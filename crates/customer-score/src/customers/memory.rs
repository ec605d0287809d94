use std::collections::BTreeMap;
use std::sync::{Arc, Mutex};

use super::domain::{Customer, CustomerId, CustomerRecord};
use super::repository::{CustomerRepository, RepositoryError, UniqueField};

#[derive(Default)]
struct Store {
    last_id: u64,
    records: BTreeMap<CustomerId, CustomerRecord>,
}

impl Store {
    /// First unique attribute of `customer` already held by a record other than `owner`.
    fn collision(&self, customer: &Customer, owner: Option<CustomerId>) -> Option<UniqueField> {
        let others = || {
            self.records
                .values()
                .filter(move |record| Some(record.id) != owner)
        };
        if others().any(|record| record.customer.tax_id == customer.tax_id) {
            return Some(UniqueField::TaxId);
        }
        if others().any(|record| record.customer.email == customer.email) {
            return Some(UniqueField::Email);
        }
        None
    }
}

/// Process-local repository backing the HTTP service and tests. Records are lost on restart.
#[derive(Default, Clone)]
pub struct InMemoryCustomerRepository {
    store: Arc<Mutex<Store>>,
}

impl InMemoryCustomerRepository {
    pub fn len(&self) -> usize {
        self.store
            .lock()
            .expect("repository mutex poisoned")
            .records
            .len()
    }

    pub fn is_empty(&self) -> bool {
        self.len() == 0
    }
}

impl CustomerRepository for InMemoryCustomerRepository {
    fn insert(&self, customer: Customer) -> Result<CustomerRecord, RepositoryError> {
        let mut store = self.store.lock().expect("repository mutex poisoned");
        if let Some(field) = store.collision(&customer, None) {
            return Err(RepositoryError::Conflict(field));
        }

        store.last_id += 1;
        let record = CustomerRecord {
            id: CustomerId(store.last_id),
            customer,
        };
        store.records.insert(record.id, record.clone());
        Ok(record)
    }

    fn all(&self) -> Result<Vec<CustomerRecord>, RepositoryError> {
        let store = self.store.lock().expect("repository mutex poisoned");
        Ok(store.records.values().cloned().collect())
    }

    fn fetch(&self, id: CustomerId) -> Result<Option<CustomerRecord>, RepositoryError> {
        let store = self.store.lock().expect("repository mutex poisoned");
        Ok(store.records.get(&id).cloned())
    }

    fn fetch_by_tax_id(&self, tax_id: &str) -> Result<Option<CustomerRecord>, RepositoryError> {
        let store = self.store.lock().expect("repository mutex poisoned");
        Ok(store
            .records
            .values()
            .find(|record| record.customer.tax_id == tax_id)
            .cloned())
    }

    fn fetch_by_email(&self, email: &str) -> Result<Option<CustomerRecord>, RepositoryError> {
        let store = self.store.lock().expect("repository mutex poisoned");
        Ok(store
            .records
            .values()
            .find(|record| record.customer.email == email)
            .cloned())
    }

    fn by_state(&self, state: &str) -> Result<Vec<CustomerRecord>, RepositoryError> {
        let store = self.store.lock().expect("repository mutex poisoned");
        Ok(store
            .records
            .values()
            .filter(|record| record.customer.state == state)
            .cloned()
            .collect())
    }

    fn update(&self, record: CustomerRecord) -> Result<(), RepositoryError> {
        let mut store = self.store.lock().expect("repository mutex poisoned");
        if let Some(field) = store.collision(&record.customer, Some(record.id)) {
            return Err(RepositoryError::Conflict(field));
        }
        match store.records.get_mut(&record.id) {
            Some(existing) => {
                *existing = record;
                Ok(())
            }
            None => Err(RepositoryError::NotFound),
        }
    }

    fn delete(&self, id: CustomerId) -> Result<(), RepositoryError> {
        let mut store = self.store.lock().expect("repository mutex poisoned");
        store
            .records
            .remove(&id)
            .map(|_| ())
            .ok_or(RepositoryError::NotFound)
    }
}
use chrono::NaiveDate;
use rust_decimal::Decimal;
use serde::{Deserialize, Serialize};

use super::validation::{normalize_tax_id, FieldSet};

/// Sequential identifier assigned when a customer is registered.
#[derive(Debug, Clone, Copy, PartialEq, Eq, PartialOrd, Ord, Hash, Serialize, Deserialize)]
#[serde(transparent)]
pub struct CustomerId(pub u64);

impl std::fmt::Display for CustomerId {
    fn fmt(&self, f: &mut std::fmt::Formatter<'_>) -> std::fmt::Result {
        write!(f, "{}", self.0)
    }
}

/// Customer data captured at registration.
#[derive(Debug, Clone, PartialEq, Eq, Serialize, Deserialize)]
pub struct Customer {
    pub name: String,
    pub birth_date: NaiveDate,
    pub tax_id: String,
    pub email: String,
    pub annual_income: Decimal,
    pub address: String,
    pub city: String,
    pub state: String,
    pub postal_code: String,
    pub area_code: String,
    pub phone: String,
}

impl Customer {
    /// Every validated field is present on a full registration.
    pub fn field_set(&self) -> FieldSet<'_> {
        FieldSet {
            state: Some(&self.state),
            postal_code: Some(&self.postal_code),
            area_code: Some(&self.area_code),
            phone: Some(&self.phone),
            tax_id: Some(&self.tax_id),
            email: Some(&self.email),
        }
    }

    /// Tax id reduced to its digits, the form used for storage and lookups.
    pub fn normalized_tax_id(&self) -> String {
        normalize_tax_id(&self.tax_id)
    }

    /// Required text must not be blank and income must not be negative.
    pub fn check_profile(&self) -> Result<(), ProfileViolation> {
        require_text(&self.name, ProfileViolation::MissingName)?;
        require_text(&self.address, ProfileViolation::MissingAddress)?;
        require_text(&self.city, ProfileViolation::MissingCity)?;
        check_income(self.annual_income)
    }
}

/// Partial update. Name, birth date and tax id cannot be changed after registration.
#[derive(Debug, Clone, Default, PartialEq, Eq, Serialize, Deserialize)]
#[serde(default)]
pub struct CustomerUpdate {
    pub email: Option<String>,
    pub annual_income: Option<Decimal>,
    pub address: Option<String>,
    pub city: Option<String>,
    pub state: Option<String>,
    pub postal_code: Option<String>,
    pub area_code: Option<String>,
    pub phone: Option<String>,
}

impl CustomerUpdate {
    pub fn field_set(&self) -> FieldSet<'_> {
        FieldSet {
            state: self.state.as_deref(),
            postal_code: self.postal_code.as_deref(),
            area_code: self.area_code.as_deref(),
            phone: self.phone.as_deref(),
            tax_id: None,
            email: self.email.as_deref(),
        }
    }

    /// Same rules as [`Customer::check_profile`], applied to supplied fields only.
    pub fn check_profile(&self) -> Result<(), ProfileViolation> {
        if let Some(address) = self.address.as_deref() {
            require_text(address, ProfileViolation::MissingAddress)?;
        }
        if let Some(city) = self.city.as_deref() {
            require_text(city, ProfileViolation::MissingCity)?;
        }
        match self.annual_income {
            Some(income) => check_income(income),
            None => Ok(()),
        }
    }

    pub fn is_empty(&self) -> bool {
        self == &Self::default()
    }

    /// Copy every supplied field onto `customer`, leaving the rest untouched.
    pub fn apply_to(self, customer: &mut Customer) {
        if let Some(email) = self.email {
            customer.email = email;
        }
        if let Some(annual_income) = self.annual_income {
            customer.annual_income = annual_income;
        }
        if let Some(address) = self.address {
            customer.address = address;
        }
        if let Some(city) = self.city {
            customer.city = city;
        }
        if let Some(state) = self.state {
            customer.state = state;
        }
        if let Some(postal_code) = self.postal_code {
            customer.postal_code = postal_code;
        }
        if let Some(area_code) = self.area_code {
            customer.area_code = area_code;
        }
        if let Some(phone) = self.phone {
            customer.phone = phone;
        }
    }
}

/// Profile rule broken by a registration or update, outside the structural field checks.
#[derive(Debug, Clone, Copy, PartialEq, Eq, thiserror::Error)]
pub enum ProfileViolation {
    #[error("name is required")]
    MissingName,
    #[error("address is required")]
    MissingAddress,
    #[error("city is required")]
    MissingCity,
    #[error("annual income must not be negative")]
    NegativeIncome,
}

impl ProfileViolation {
    pub const fn field(self) -> &'static str {
        match self {
            Self::MissingName => "name",
            Self::MissingAddress => "address",
            Self::MissingCity => "city",
            Self::NegativeIncome => "annual_income",
        }
    }
}

fn require_text(value: &str, violation: ProfileViolation) -> Result<(), ProfileViolation> {
    if value.trim().is_empty() {
        Err(violation)
    } else {
        Ok(())
    }
}

fn check_income(income: Decimal) -> Result<(), ProfileViolation> {
    if income < Decimal::ZERO {
        Err(ProfileViolation::NegativeIncome)
    } else {
        Ok(())
    }
}

/// Stored customer together with its identifier.
#[derive(Debug, Clone, PartialEq, Eq, Serialize, Deserialize)]
pub struct CustomerRecord {
    pub id: CustomerId,
    #[serde(flatten)]
    pub customer: Customer,
}
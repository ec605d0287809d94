use crate::commands::{run_score, run_validate, ScoreArgs, ValidateArgs};
use crate::server;
use clap::{Args, Parser, Subcommand};
use customer_score::error::AppError;

#[derive(Parser, Debug)]
#[command(
    name = "Customer Score",
    about = "Register customers and compute credit scores from the command line",
    version
)]
struct Cli {
    #[command(subcommand)]
    command: Option<Command>,
}

#[derive(Subcommand, Debug)]
enum Command {
    /// Start the HTTP service (default command)
    Serve(ServeArgs),
    /// Compute a score from income and birth date without registering a customer
    Score(ScoreArgs),
    /// Check customer fields and print the first violated rule
    Validate(ValidateArgs),
}

#[derive(Args, Debug, Default)]
pub(crate) struct ServeArgs {
    /// Override the configured host for the HTTP server
    #[arg(long)]
    pub(crate) host: Option<String>,
    /// Override the configured port for the HTTP server
    #[arg(long)]
    pub(crate) port: Option<u16>,
}

pub(crate) async fn run() -> Result<(), AppError> {
    let cli = Cli::parse();
    let command = cli
        .command
        .unwrap_or_else(|| Command::Serve(ServeArgs::default()));

    match command {
        Command::Serve(args) => server::run(args).await,
        Command::Score(args) => {
            run_score(args);
            Ok(())
        }
        Command::Validate(args) => run_validate(args),
    }
}
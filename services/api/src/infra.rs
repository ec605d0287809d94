use chrono::NaiveDate;
use metrics_exporter_prometheus::PrometheusHandle;
use rust_decimal::Decimal;
use std::str::FromStr;
use std::sync::atomic::AtomicBool;
use std::sync::Arc;

#[derive(Clone)]
pub(crate) struct AppState {
    pub(crate) readiness: Arc<AtomicBool>,
    pub(crate) metrics: Arc<PrometheusHandle>,
}

pub(crate) fn parse_date(raw: &str) -> Result<NaiveDate, String> {
    NaiveDate::parse_from_str(raw.trim(), "%Y-%m-%d")
        .map_err(|err| format!("failed to parse '{raw}' as YYYY-MM-DD ({err})"))
}

pub(crate) fn parse_income(raw: &str) -> Result<Decimal, String> {
    let income = Decimal::from_str(raw.trim())
        .map_err(|err| format!("failed to parse '{raw}' as a decimal amount ({err})"))?;
    if income.is_sign_negative() && !income.is_zero() {
        return Err(format!("income must not be negative (found {raw})"));
    }
    Ok(income)
}
//! Integration tests for the reqwest fetch client using mockito

use std::sync::{Arc, Mutex};

use fetch_adapter::{
    Adapter, AdapterError, Blob, FormData, Params, RequestConfig, ResponseType, ReqwestFetch,
};
use mockito::Matcher;
use serde::{Deserialize, Serialize};
use serde_json::json;

#[derive(Debug, Serialize, Deserialize, PartialEq)]
struct TestPayload {
    name: String,
    value: i32,
}

fn adapter() -> Adapter {
    Adapter::builder().fetch(ReqwestFetch::new()).build()
}

#[tokio::test]
async fn test_get_json() {
    let mut server = mockito::Server::new_async().await;

    let mock = server
        .mock("GET", "/api/data")
        .with_status(200)
        .with_header("content-type", "application/json")
        .with_body(r#"{"success": true, "data": "hello"}"#)
        .create_async()
        .await;

    let config = RequestConfig::get("/api/data").base_url(server.url());
    let response = adapter().invoke(config).await.expect("Request should succeed");

    assert_eq!(response.status, 200);
    assert_eq!(response.status_text, "OK");
    assert_eq!(
        response.data.as_json(),
        Some(&json!({"success": true, "data": "hello"}))
    );
    assert_eq!(response.headers.get("Content-Type"), Some("application/json"));

    mock.assert_async().await;
}

#[tokio::test]
async fn test_post_json_body() {
    let mut server = mockito::Server::new_async().await;

    let mock = server
        .mock("POST", "/api/submit")
        .match_header("content-type", "application/json")
        .match_body(Matcher::Json(json!({"name": "test", "value": 42})))
        .with_status(201)
        .with_header("content-type", "application/json")
        .with_body(r#"{"id": 1}"#)
        .create_async()
        .await;

    let payload = TestPayload {
        name: "test".to_string(),
        value: 42,
    };
    let config = RequestConfig::post("/api/submit")
        .base_url(server.url())
        .data(serde_json::to_value(&payload).expect("Payload serializes"));
    let response = adapter().invoke(config).await.expect("Request should succeed");

    assert_eq!(response.status, 201);
    assert_eq!(response.data.as_json(), Some(&json!({"id": 1})));

    mock.assert_async().await;
}

#[tokio::test]
async fn test_query_params() {
    let mut server = mockito::Server::new_async().await;

    let mock = server
        .mock("GET", "/api/search")
        .match_query(Matcher::AllOf(vec![
            Matcher::UrlEncoded("q".into(), "a b".into()),
            Matcher::UrlEncoded("tags[]".into(), "x".into()),
        ]))
        .with_status(200)
        .with_body("[]")
        .create_async()
        .await;

    let params = Params::new().with("q", "a b").with("tags", vec!["x"]);
    let config = RequestConfig::get(format!("{}/api/search", server.url())).params(params);
    adapter().invoke(config).await.expect("Request should succeed");

    mock.assert_async().await;
}

#[tokio::test]
async fn test_text_body_content_type() {
    let mut server = mockito::Server::new_async().await;

    let mock = server
        .mock("PUT", "/api/note")
        .match_header("content-type", "text/plain;charset=UTF-8")
        .match_body("hello")
        .with_status(204)
        .create_async()
        .await;

    let config = RequestConfig::new(reqwest::Method::PUT, "/api/note")
        .base_url(server.url())
        .data("hello");
    let response = adapter().invoke(config).await.expect("Request should succeed");

    assert_eq!(response.status, 204);
    assert_eq!(response.data.as_json(), Some(&serde_json::Value::Null));

    mock.assert_async().await;
}

#[tokio::test]
async fn test_multipart_upload() {
    let mut server = mockito::Server::new_async().await;

    let mock = server
        .mock("POST", "/api/upload")
        .match_header(
            "content-type",
            Matcher::Regex("^multipart/form-data; boundary=.+$".to_string()),
        )
        .match_body(Matcher::Regex("name=\"title\"".to_string()))
        .with_status(200)
        .with_body("{}")
        .create_async()
        .await;

    let form = FormData::new().text("title", "report").blob(
        "file",
        Blob::file(b"col\n1".to_vec(), "report.csv").with_type("text/csv"),
    );
    let config = RequestConfig::post("/api/upload")
        .base_url(server.url())
        .header("Content-Type", "application/json")
        .data(form);
    adapter().invoke(config).await.expect("Request should succeed");

    mock.assert_async().await;
}

#[tokio::test]
async fn test_server_error_rejects() {
    let mut server = mockito::Server::new_async().await;

    let mock = server
        .mock("GET", "/api/server-error")
        .with_status(500)
        .with_body("Internal Server Error")
        .create_async()
        .await;

    let config = RequestConfig::get("/api/server-error")
        .base_url(server.url())
        .response_type(ResponseType::Text);
    let err = adapter()
        .invoke(config)
        .await
        .expect_err("500 should reject");

    assert_eq!(err.to_string(), "Request failed with status code 500");
    let response = err.response().expect("Rejected response");
    assert_eq!(response.status_text, "Internal Server Error");
    assert_eq!(response.data.as_text(), Some("Internal Server Error"));

    mock.assert_async().await;
}

#[tokio::test]
async fn test_download_progress() {
    let mut server = mockito::Server::new_async().await;

    let mock = server
        .mock("GET", "/api/file")
        .with_status(200)
        .with_body("hello")
        .create_async()
        .await;

    let events = Arc::new(Mutex::new(Vec::new()));
    let sink = Arc::clone(&events);
    let config = RequestConfig::get("/api/file")
        .base_url(server.url())
        .response_type(ResponseType::ArrayBuffer)
        .on_download_progress(move |event| sink.lock().expect("events lock").push(event));
    let response = adapter().invoke(config).await.expect("Request should succeed");

    assert_eq!(response.data.as_bytes(), Some(&b"hello"[..]));
    let events = events.lock().expect("events lock");
    let first = events.first().expect("Initial progress event");
    assert_eq!(first.loaded, 0);
    let last = events.last().expect("Final progress event");
    assert_eq!(last.loaded, 5);
    assert_eq!(last.total, 5);
    assert!(last.length_computable);

    mock.assert_async().await;
}

#[tokio::test]
async fn test_connection_refused_is_network_error() {
    let config = RequestConfig::get("http://127.0.0.1:1/unreachable");
    let err = adapter()
        .invoke(config)
        .await
        .expect_err("Connection should fail");

    assert_eq!(err.to_string(), "Network Error");
    assert!(matches!(err, AdapterError::Network { .. }));
    assert!(err.request().is_some());
}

• • • • •

Looking at each line of the records, count the ones where the word "host" appears, and report only the count.

**Exercise output**
2